Figure 5

Regulation of eIF2B activity. A. T cells were preincubated with wortmannin (W, 100 nM), rapamycin (R, 100 nM), SB203580 (SB, 10 μM), or PD98059 (PD, 50μM) for 30 min and left untreated (white bar) or the cells were activated with both αCD3 and αCD28 (black bar) for 1 h. Simultaneously cells were activated with PMA (hatched bar) for 1 h. An eIF2B assay was performed as described in Materials and Methods. Bars marked with * are significantly different from the untreated cells (p<0.05, n=5). B. Cell lysates from resting and stimulated cells (1 h αCD3 and αCD28) were analyzed by SDS-PAGE and Western blotting to detect phosphorylated eIF2α. eIF2B was immunoprecipitated from 400 μg of lysate using αeIF2Bε and the amount of protein was analyzed by SDS-PAGE and Western blotting.
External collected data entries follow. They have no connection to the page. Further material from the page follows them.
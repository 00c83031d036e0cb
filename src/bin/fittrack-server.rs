// ABOUTME: Server binary for the FitTrack fitness tracking API
// ABOUTME: Loads configuration, opens the record store, and serves the HTTP routes
//
// SPDX-License-Identifier: MIT OR Apache-2.0
// Copyright (c) 2025 FitTrack Contributors

//! # FitTrack Server Binary
//!
//! Starts the HTTP API on the configured address and shuts down cleanly on Ctrl+C.

use std::sync::Arc;

use anyhow::{Context, Result};
use clap::Parser;
use fittrack_server::{
    config::{DatabaseUrl, ServerConfig},
    database::Database,
    logging,
    resources::ServerResources,
    routes,
};
use tokio::net::TcpListener;
use tracing::{info, warn};

#[derive(Parser)]
#[command(name = "fittrack-server")]
#[command(about = "FitTrack API - fitness tracking backend")]
pub struct Args {
    /// Override HTTP port
    #[arg(long)]
    http_port: Option<u16>,

    /// Override database URL (`sqlite:path` or `sqlite::memory:`)
    #[arg(long)]
    database_url: Option<String>,
}

#[tokio::main]
async fn main() -> Result<()> {
    let args = Args::parse();

    let mut config = ServerConfig::from_env()?;
    if let Some(http_port) = args.http_port {
        config.http_port = http_port;
    }
    if let Some(url) = args.database_url {
        config.database = DatabaseUrl::parse_url(&url);
    }

    // Logging depends on LOG_LEVEL and ENVIRONMENT, so it starts after config
    logging::init_from_config(&config)?;
    info!("Starting FitTrack API");
    info!("{}", config.summary());

    if let DatabaseUrl::SQLite { path } = &config.database {
        if let Some(parent) = path.parent().filter(|p| !p.as_os_str().is_empty()) {
            std::fs::create_dir_all(parent).with_context(|| {
                format!("Failed to create database directory {}", parent.display())
            })?;
        }
    }

    let database = Database::new(&config.database)
        .await
        .context("Failed to open database")?;

    let bind_address = config.bind_address();
    let resources = Arc::new(ServerResources::new(database, config));
    let app = routes::build_router(Arc::clone(&resources));

    let listener = TcpListener::bind(&bind_address)
        .await
        .with_context(|| format!("Failed to bind {bind_address}"))?;
    info!(address = %bind_address, "HTTP server listening");

    axum::serve(listener, app)
        .with_graceful_shutdown(shutdown_signal())
        .await
        .context("HTTP server error")?;

    resources.database.close().await;
    info!("FitTrack API stopped");
    Ok(())
}

async fn shutdown_signal() {
    if let Err(e) = tokio::signal::ctrl_c().await {
        warn!("Failed to listen for shutdown signal: {e}");
        std::future::pending::<()>().await;
    }
    info!("Shutdown signal received");
}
Similar results were obtained in three experiments C. To test the sensitivity of the eIF2Bε antibody different amounts of T cell extracts (as indicated) were immunoprecipitated with αeIF2Bε and analyzed by SDS-PAGE and Western blotting. Similar results were obtained in two experiments. D. T cells were left untreated (white bar) or the cells were activated with both αCD3 and αCD28 (black bar) or PMA (grey bar) for 1 h. GSK-3α and β were immunoprecipitated together from 400 μg of lysate and a kinase assay was performed as described in Materials and Methods (p<0.05, n=4). E. eIF2Bε was immunoprecipitated from 400 μg of lysate from resting and stimulated cells (1 h αCD3 and αCD28) and the total amount of eIF2Bε and the phosphorylation state of Ser540 were analyzed by SDS-PAGE and Western blotting. Similar results were obtained in two experiments.